Years later, when I read Francine Prose’s Anne Frank: The Book, The Life, The Afterlife, and learned the history of the play, I understood that it had been adapted for the vibe of postwar America. Optimism! Chutzpah! Look on the bright side!
Most people don’t know that Anne wrote her diary for an audience. After hearing a radio broadcast by the Dutch minister of education asking Dutch citizens to keep the “daily material” of the war, Anne rewrote the diary she’d been keeping for a year and a half, while at the same time producing new entries. She finished her revision three days before the Gestapo found them.
I reread the diary during the first phase of the pandemic. I was struck by how disoriented Anne was by the passage of time, just as we were in lockdown. I wouldn’t compare my experience in lockdown to Anne’s in the annex. I will say I was inspired by her instinct to keep a record, to document everything — down to the details of bathroom routines and the tedious ration diet — and by her hope that one day, her pages would become part of history.

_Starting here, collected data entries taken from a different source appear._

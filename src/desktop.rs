use crate::region::{Point, Rect};
use crate::screen::{ScreenSet, RESULT_PROHIBITED};
use crate::{PixelFormat, VncError};
use bytes::Bytes;
use std::collections::HashMap;
use std::time::Duration;
use tokio::sync::mpsc;

/// Answer of [`Desktop::query_connection`]
#[derive(Debug, Clone, PartialEq, Eq)]
pub enum QueryResult {
    Accept,
    Reject(String),
    /// Decided later through [`VncServer::approve_connection`](crate::VncServer::approve_connection)
    Pending,
}

/// The desktop being shared
///
/// All methods are called from connection tasks and must not block for long.
pub trait Desktop: Send + Sync {
    fn pointer_event(&self, pos: Point, button_mask: u16);

    /// `keycode` is zero when the client only sent a keysym
    fn key_event(&self, keysym: u32, keycode: u32, down: bool);

    fn client_cut_text(&self, _text: &str) {}

    /// Returns one of the `RESULT_*` codes from [`crate::screen`]
    fn set_screen_layout(&self, _width: i32, _height: i32, _layout: &ScreenSet) -> u16 {
        RESULT_PROHIBITED
    }

    fn query_connection(&self, _peer: &str, _user: Option<&str>) -> QueryResult {
        QueryResult::Accept
    }

    /// Frame timings reported by a client, with the last measured round trip
    fn frame_stats(&self, _all: u32, _render: u32, _ping: Option<Duration>) {}
}

/// Read access to pixels
pub trait PixelBuffer: Send + Sync {
    fn rect(&self) -> Rect;

    fn format(&self) -> &PixelFormat;

    /// Pixels starting at the top left of `r`, with the row stride in pixels
    fn buffer(&self, r: Rect) -> Option<(&[u8], usize)>;

    fn width(&self) -> i32 {
        self.rect().width()
    }

    fn height(&self) -> i32 {
        self.rect().height()
    }
}

/// A pixel buffer owning its memory
#[derive(Debug, Clone, PartialEq, Eq)]
pub struct ManagedPixelBuffer {
    width: i32,
    height: i32,
    format: PixelFormat,
    data: Vec<u8>,
}

impl ManagedPixelBuffer {
    pub fn new(width: i32, height: i32, format: PixelFormat) -> Self {
        let width = width.max(0);
        let height = height.max(0);
        Self {
            width,
            height,
            format,
            data: vec![0; width as usize * height as usize * format.bytes_per_pixel()],
        }
    }

    pub fn from_data(
        width: i32,
        height: i32,
        format: PixelFormat,
        data: Vec<u8>,
    ) -> Result<Self, VncError> {
        if width < 0
            || height < 0
            || data.len() != width as usize * height as usize * format.bytes_per_pixel()
        {
            return Err(VncError::Custom(format!(
                "pixel data does not match {}x{}",
                width, height
            )));
        }
        Ok(Self {
            width,
            height,
            format,
            data,
        })
    }

    /// Copy `rect` of `pb` into a new buffer whose origin is the top left of `rect`
    pub fn snapshot(pb: &dyn PixelBuffer, rect: Rect) -> Self {
        let rect = rect.intersect(&pb.rect());
        let mut out = Self::new(rect.width(), rect.height(), *pb.format());
        if let Some((src, stride)) = pb.buffer(rect) {
            out.image_rect(out.rect(), src, stride);
        }
        out
    }

    pub fn data(&self) -> &[u8] {
        &self.data
    }

    fn offset(&self, p: Point) -> usize {
        (p.y as usize * self.width as usize + p.x as usize) * self.format.bytes_per_pixel()
    }

    pub fn get_pixel(&self, p: Point) -> Option<u32> {
        if !self.rect().contains(p) {
            return None;
        }
        let off = self.offset(p);
        Some(self.format.read_pixel(&self.data[off..]))
    }

    pub fn fill_rect(&mut self, r: Rect, pixel: u32) {
        let r = r.intersect(&self.rect());
        if r.is_empty() {
            return;
        }
        let mut encoded = Vec::with_capacity(4);
        self.format.put_pixel(&mut encoded, pixel);
        let bpp = encoded.len();
        for y in r.tl.y..r.br.y {
            let start = self.offset(Point::new(r.tl.x, y));
            let row = &mut self.data[start..start + r.width() as usize * bpp];
            for px in row.chunks_exact_mut(bpp) {
                px.copy_from_slice(&encoded);
            }
        }
    }

    /// Copy pixels of this buffer's format into `r`; `stride` is in pixels
    pub fn image_rect(&mut self, r: Rect, src: &[u8], stride: usize) {
        let clipped = r.intersect(&self.rect());
        if clipped.is_empty() {
            return;
        }
        let bpp = self.format.bytes_per_pixel();
        let row_len = clipped.width() as usize * bpp;
        for y in clipped.tl.y..clipped.br.y {
            let src_off = ((y - r.tl.y) as usize * stride + (clipped.tl.x - r.tl.x) as usize) * bpp;
            if src_off + row_len > src.len() {
                break;
            }
            let dst_off = self.offset(Point::new(clipped.tl.x, y));
            self.data[dst_off..dst_off + row_len].copy_from_slice(&src[src_off..src_off + row_len]);
        }
    }

    /// `dest` receives the pixels found at `dest - delta`
    pub fn copy_rect(&mut self, dest: Rect, delta: Point) {
        let fb = self.rect();
        let dest = dest.intersect(&fb).intersect(&fb.translate(delta));
        if dest.is_empty() {
            return;
        }
        let bpp = self.format.bytes_per_pixel();
        let row_len = dest.width() as usize * bpp;
        let rows: Vec<i32> = if delta.y > 0 {
            (dest.tl.y..dest.br.y).rev().collect()
        } else {
            (dest.tl.y..dest.br.y).collect()
        };
        for y in rows {
            let src = self.offset(Point::new(dest.tl.x - delta.x, y - delta.y));
            let dst = self.offset(Point::new(dest.tl.x, y));
            self.data.copy_within(src..src + row_len, dst);
        }
    }
}

impl PixelBuffer for ManagedPixelBuffer {
    fn rect(&self) -> Rect {
        Rect::from_xywh(0, 0, self.width, self.height)
    }

    fn format(&self) -> &PixelFormat {
        &self.format
    }

    fn buffer(&self, r: Rect) -> Option<(&[u8], usize)> {
        if r.is_empty() || !r.enclosed_by(&self.rect()) {
            return None;
        }
        Some((&self.data[self.offset(r.tl)..], self.width as usize))
    }
}

/// Rights of one user as stored by the application
#[derive(Debug, Clone, Copy, PartialEq, Eq)]
pub struct Permissions {
    pub read: bool,
    pub write: bool,
    pub owner: bool,
}

impl Permissions {
    pub const FULL: Permissions = Permissions {
        read: true,
        write: true,
        owner: false,
    };
}

pub trait PermissionStore: Send + Sync {
    /// `None` means the user does not exist (any more)
    fn lookup(&self, user: &str) -> Option<Permissions>;
}

impl PermissionStore for HashMap<String, Permissions> {
    fn lookup(&self, user: &str) -> Option<Permissions> {
        self.get(user).copied()
    }
}

/// Every user gets read and write access
#[derive(Debug, Default, Clone, Copy)]
pub struct AllowAll;

impl PermissionStore for AllowAll {
    fn lookup(&self, _user: &str) -> Option<Permissions> {
        Some(Permissions::FULL)
    }
}

/// Per connection capabilities
#[derive(Debug, Clone, Copy, PartialEq, Eq)]
pub struct AccessRights(u16);

impl AccessRights {
    pub const NONE: AccessRights = AccessRights(0);
    pub const VIEW: AccessRights = AccessRights(0x0001);
    pub const KEY_EVENTS: AccessRights = AccessRights(0x0002);
    pub const PTR_EVENTS: AccessRights = AccessRights(0x0004);
    pub const CUT_TEXT: AccessRights = AccessRights(0x0008);
    pub const SET_DESKTOP_SIZE: AccessRights = AccessRights(0x0010);
    pub const NON_SHARED: AccessRights = AccessRights(0x0020);
    pub const NO_QUERY: AccessRights = AccessRights(0x0400);
    /// Everything needed to control the desktop
    pub const WRITER: AccessRights = AccessRights(0x0002 | 0x0004 | 0x0008 | 0x0010);
    pub const DEFAULT: AccessRights = AccessRights(0x03ff);
    pub const FULL: AccessRights = AccessRights(0xffff);

    pub fn bits(self) -> u16 {
        self.0
    }

    pub fn contains(self, other: AccessRights) -> bool {
        self.0 & other.0 == other.0
    }

    pub fn insert(&mut self, other: AccessRights) {
        self.0 |= other.0;
    }

    pub fn remove(&mut self, other: AccessRights) {
        self.0 &= !other.0;
    }
}

impl std::ops::BitOr for AccessRights {
    type Output = AccessRights;

    fn bitor(self, rhs: AccessRights) -> AccessRights {
        AccessRights(self.0 | rhs.0)
    }
}

/// Unreliable channel for pixel data, one call per datagram
pub trait DatagramSink: Send + Sync {
    fn send(&mut self, datagram: Bytes) -> std::io::Result<()>;
}

impl DatagramSink for mpsc::UnboundedSender<Bytes> {
    fn send(&mut self, datagram: Bytes) -> std::io::Result<()> {
        mpsc::UnboundedSender::send(self, datagram).map_err(|_| {
            std::io::Error::new(std::io::ErrorKind::BrokenPipe, "datagram receiver dropped")
        })
    }
}

#[cfg(test)]
mod tests {
    use super::*;

    fn buffer(w: i32, h: i32) -> ManagedPixelBuffer {
        let pf = PixelFormat::bgra();
        let mut pb = ManagedPixelBuffer::new(w, h, pf);
        for y in 0..h {
            for x in 0..w {
                pb.fill_rect(Rect::from_xywh(x, y, 1, 1), (y * w + x) as u32);
            }
        }
        pb
    }

    #[test]
    fn snapshot_moves_origin() {
        let pb = buffer(8, 8);
        let snap = ManagedPixelBuffer::snapshot(&pb, Rect::from_xywh(2, 3, 4, 2));
        assert_eq!(snap.rect(), Rect::new(0, 0, 4, 2));
        assert_eq!(snap.get_pixel(Point::new(0, 0)), Some(3 * 8 + 2));
        assert_eq!(snap.get_pixel(Point::new(3, 1)), Some(4 * 8 + 5));
        assert_eq!(snap.get_pixel(Point::new(4, 0)), None);
    }

    #[test]
    fn overlapping_copy_scrolls() {
        let mut pb = buffer(4, 4);
        // scroll everything down by one row
        pb.copy_rect(Rect::new(0, 1, 4, 4), Point::new(0, 1));
        assert_eq!(pb.get_pixel(Point::new(1, 1)), Some(1));
        assert_eq!(pb.get_pixel(Point::new(1, 3)), Some(9));
        let mut pb = buffer(4, 4);
        pb.copy_rect(Rect::new(0, 0, 3, 4), Point::new(-1, 0));
        assert_eq!(pb.get_pixel(Point::new(0, 2)), Some(9));
        assert_eq!(pb.get_pixel(Point::new(2, 2)), Some(11));
    }

    #[test]
    fn buffer_rejects_outside_rects() {
        let pb = buffer(4, 4);
        assert!(pb.buffer(Rect::new(2, 2, 5, 3)).is_none());
        let (data, stride) = pb.buffer(Rect::new(1, 1, 2, 2)).unwrap();
        assert_eq!(stride, 4);
        assert_eq!(pb.format().read_pixel(data), 5);
    }

    #[test]
    fn access_rights() {
        let mut rights = AccessRights::DEFAULT;
        assert!(rights.contains(AccessRights::WRITER | AccessRights::VIEW));
        assert!(!rights.contains(AccessRights::NO_QUERY));
        rights.remove(AccessRights::WRITER);
        assert!(!rights.contains(AccessRights::KEY_EVENTS));
        assert!(rights.contains(AccessRights::VIEW));
    }
}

ES: Your poem “Heretic” is a paean to the meaning (and emptiness) of prayer in our current American moment. Is this more of the syncretizing of spirituality practices you talked about before, or is it something more visceral? Why do we cry when we hear people singing Amazing Grace? Does God live there?
LS: This poem was the warm-up act for my Times opinion piece. I found myself crying during the televised funerals in the summer of 2020 whenever I heard clergy speak or a chorus sing. The pandemic further splintered an already divided country. So much of the monologuing on social media is intended to signal which side you’re on — identity formed around who your enemy is. Influencers often reinforce this mindset of war (us vs. them) because it’s good for engagement. The content that performs online is fueled by outrage and I’ve become numb, desensitized to it.
Religious leaders, people of faith and integrity, have shown me an alternative, when they speak and write of what we have in common, instead of what makes us special snowflakes. I cried at the inauguration when Garth Brooks sang Amazing Grace — I wasn’t crying at him singing, I was crying at everyone singing along with him. My copy of Rabbi Jonathan Sacks’s Morality: Restoring the Common Good in Divided Times is covered in sticky notes.
ES: Did your concept of God shift over quarantine? Did you find yourself wanting to participate in Jewish religious ritual practices — Shabbat, the high holidays — after your wedding? Why? How do these rituals contribute to our lives?
LS: I’ve always believed in God, but prayer has become a bigger part of my life. I pray more often, but I also welcome the prayers of others. I used to rebel against people praying for me — maybe it’s because I’m so resistant to asking for help! But the pandemic has humbled me. It’s a relief to admit to God how weak, helpless I am. My ego is like, Don’t tell them that in the interview!!!
ES: Shtisel or The Sopranos?
LS: The Sopranos.
ES: What’s next for you?
LS: I’m working on a gothic novel and practicing my challah baking.
Born in New Orleans and raised in Brooklyn, Emily Stone is the author of Did Jew Know? (Chronicle Books).